M. Ingres, selon toute apparence, y aurait envoyé XApothéose d'Homère;
Eugène Delacroix, le Massacre de Scio ; Horace Vernet, la Smala; Paul
Delaroche, son Cromwell; Ary Schelfer, sa Marguerite à l’église... Il est
clair qu’au milieu des préoccupations de l’esprit moderne, au milieu des
idées et des sentiments dont le souffle passait alors sur la France, M. Ingres
se serait trouvé complètement isolé. Il aurait paru savant, mais étrange,
mais archaïque et suranné peut-être. L’on peut bien croire que le courant
des opinions du jour aurait entraîné les juges à satisfaire les passions
dominantes, et que XApothéose d’Homère eût été vouée au maximum du
succès d’estime. Supposez maintenant que les étrangers soient admis au
concours, les choses vont aussitôt changer d’aspect.
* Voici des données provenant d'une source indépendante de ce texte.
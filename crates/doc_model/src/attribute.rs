//! Structural attributes carried by table nodes

use crate::{DocModelError, Result};
use serde::{Deserialize, Serialize};
use std::str::FromStr;

/// Keys of the attributes the table engine reads and writes
#[derive(Debug, Clone, Copy, PartialEq, Eq, Hash, Serialize, Deserialize)]
pub enum AttributeKey {
    HeadingRows,
    HeadingColumns,
    Colspan,
    Rowspan,
    ColumnWidth,
}

impl AttributeKey {
    /// Attribute name as it appears in outlines and change logs
    pub fn name(self) -> &'static str {
        match self {
            AttributeKey::HeadingRows => "headingRows",
            AttributeKey::HeadingColumns => "headingColumns",
            AttributeKey::Colspan => "colspan",
            AttributeKey::Rowspan => "rowspan",
            AttributeKey::ColumnWidth => "columnWidth",
        }
    }

    /// Implicit value of a numeric attribute when it is absent
    pub fn numeric_default(self) -> Option<u32> {
        match self {
            AttributeKey::HeadingRows | AttributeKey::HeadingColumns => Some(0),
            AttributeKey::Colspan | AttributeKey::Rowspan => Some(1),
            AttributeKey::ColumnWidth => None,
        }
    }
}

impl std::fmt::Display for AttributeKey {
    fn fmt(&self, f: &mut std::fmt::Formatter<'_>) -> std::fmt::Result {
        f.write_str(self.name())
    }
}

/// Value of a structural attribute
#[derive(Debug, Clone, PartialEq, Serialize, Deserialize)]
pub enum AttributeValue {
    Number(u32),
    Width(ColumnWidth),
}

impl AttributeValue {
    pub fn as_number(&self) -> Option<u32> {
        match self {
            AttributeValue::Number(n) => Some(*n),
            AttributeValue::Width(_) => None,
        }
    }

    pub fn as_width(&self) -> Option<ColumnWidth> {
        match self {
            AttributeValue::Width(w) => Some(*w),
            AttributeValue::Number(_) => None,
        }
    }
}

impl std::fmt::Display for AttributeValue {
    fn fmt(&self, f: &mut std::fmt::Formatter<'_>) -> std::fmt::Result {
        match self {
            AttributeValue::Number(n) => write!(f, "{}", n),
            AttributeValue::Width(w) => write!(f, "{}", w),
        }
    }
}

impl From<u32> for AttributeValue {
    fn from(value: u32) -> Self {
        AttributeValue::Number(value)
    }
}

impl From<ColumnWidth> for AttributeValue {
    fn from(value: ColumnWidth) -> Self {
        AttributeValue::Width(value)
    }
}

/// Store a numeric attribute canonically: the default value is kept as `None`.
pub(crate) fn canonical(value: u32, default: u32) -> Option<u32> {
    if value == default {
        None
    } else {
        Some(value)
    }
}

/// Extract the numeric payload of an attribute write, or fail for the wrong kind.
pub(crate) fn expect_number(
    key: AttributeKey,
    value: Option<AttributeValue>,
) -> Result<Option<u32>> {
    match value {
        None => Ok(None),
        Some(AttributeValue::Number(n)) => Ok(Some(n)),
        Some(other) => Err(DocModelError::InvalidAttributeValue {
            key,
            value: other.to_string(),
        }),
    }
}

// =============================================================================
// Column Width
// =============================================================================

/// Width of one grid column in the column-width side table
#[derive(Debug, Clone, Copy, PartialEq, Serialize, Deserialize)]
#[serde(into = "String", try_from = "String")]
pub enum ColumnWidth {
    /// Percentage of the table width
    Percent(f64),
    /// Width not yet decided; receives a share of the remainder on normalization
    Auto,
}

impl ColumnWidth {
    pub fn percent(&self) -> Option<f64> {
        match self {
            ColumnWidth::Percent(p) => Some(*p),
            ColumnWidth::Auto => None,
        }
    }

    pub fn is_auto(&self) -> bool {
        matches!(self, ColumnWidth::Auto)
    }
}

impl std::fmt::Display for ColumnWidth {
    fn fmt(&self, f: &mut std::fmt::Formatter<'_>) -> std::fmt::Result {
        match self {
            ColumnWidth::Percent(p) => write!(f, "{}%", p),
            ColumnWidth::Auto => f.write_str("auto"),
        }
    }
}

impl FromStr for ColumnWidth {
    type Err = DocModelError;

    fn from_str(s: &str) -> Result<Self> {
        let trimmed = s.trim();
        if trimmed.eq_ignore_ascii_case("auto") {
            return Ok(ColumnWidth::Auto);
        }
        let number = trimmed.strip_suffix('%').unwrap_or(trimmed).trim();
        match number.parse::<f64>() {
            Ok(value) if value.is_finite() && value >= 0.0 => Ok(ColumnWidth::Percent(value)),
            _ => Err(DocModelError::InvalidColumnWidth(s.to_string())),
        }
    }
}

impl From<ColumnWidth> for String {
    fn from(width: ColumnWidth) -> Self {
        width.to_string()
    }
}

impl TryFrom<String> for ColumnWidth {
    type Error = DocModelError;

    fn try_from(value: String) -> Result<Self> {
        value.parse()
    }
}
Viennent Cornélius,
Schnor, Overbeck et les autres ; en renouvelant l’atmosphère, leur pré-
sence va fortifier M. Ingres; il n’est plus seul, il n’est plus bizarre. Le jury
n’est plus dominé, opprimé par les sympathies locales. La question
s’élargit et, de française qu’elle était, devient cosmopolite. Plus éclairée,
plus impartiale, la décision des juges prévoit l’avenir; elle assure le
triomphe du style. Voilà comment il nous paraît que l’école française ne
perdrait rien à se mesurer avec les artistes de l’Europe et du monde
entier, et qu’elle y gagnerait au contraire de s’élever à l’expression des
plus hautes vérités de Part. Puisque d’ailleurs les peuples ne sauraient
se comprendre en parlant chacun leur langue, on aurait tous les cinq ans
une solennelle occasion de leur faire entendre cette langue, la seule
universelle, que forment les images de la peinture et de la statuaire,
cette langue des poésies muettes dont la signification touche à certains
moments la multitude, même celle des pauvres et des illettrés. Nul doute
qu’on exhausserait de cette manière le niveau de l’éducation générale, et
qu’on habituerait les nations à se réunir peu à peu, par cette guerre
des intelligences, dans une fraternité pacifique.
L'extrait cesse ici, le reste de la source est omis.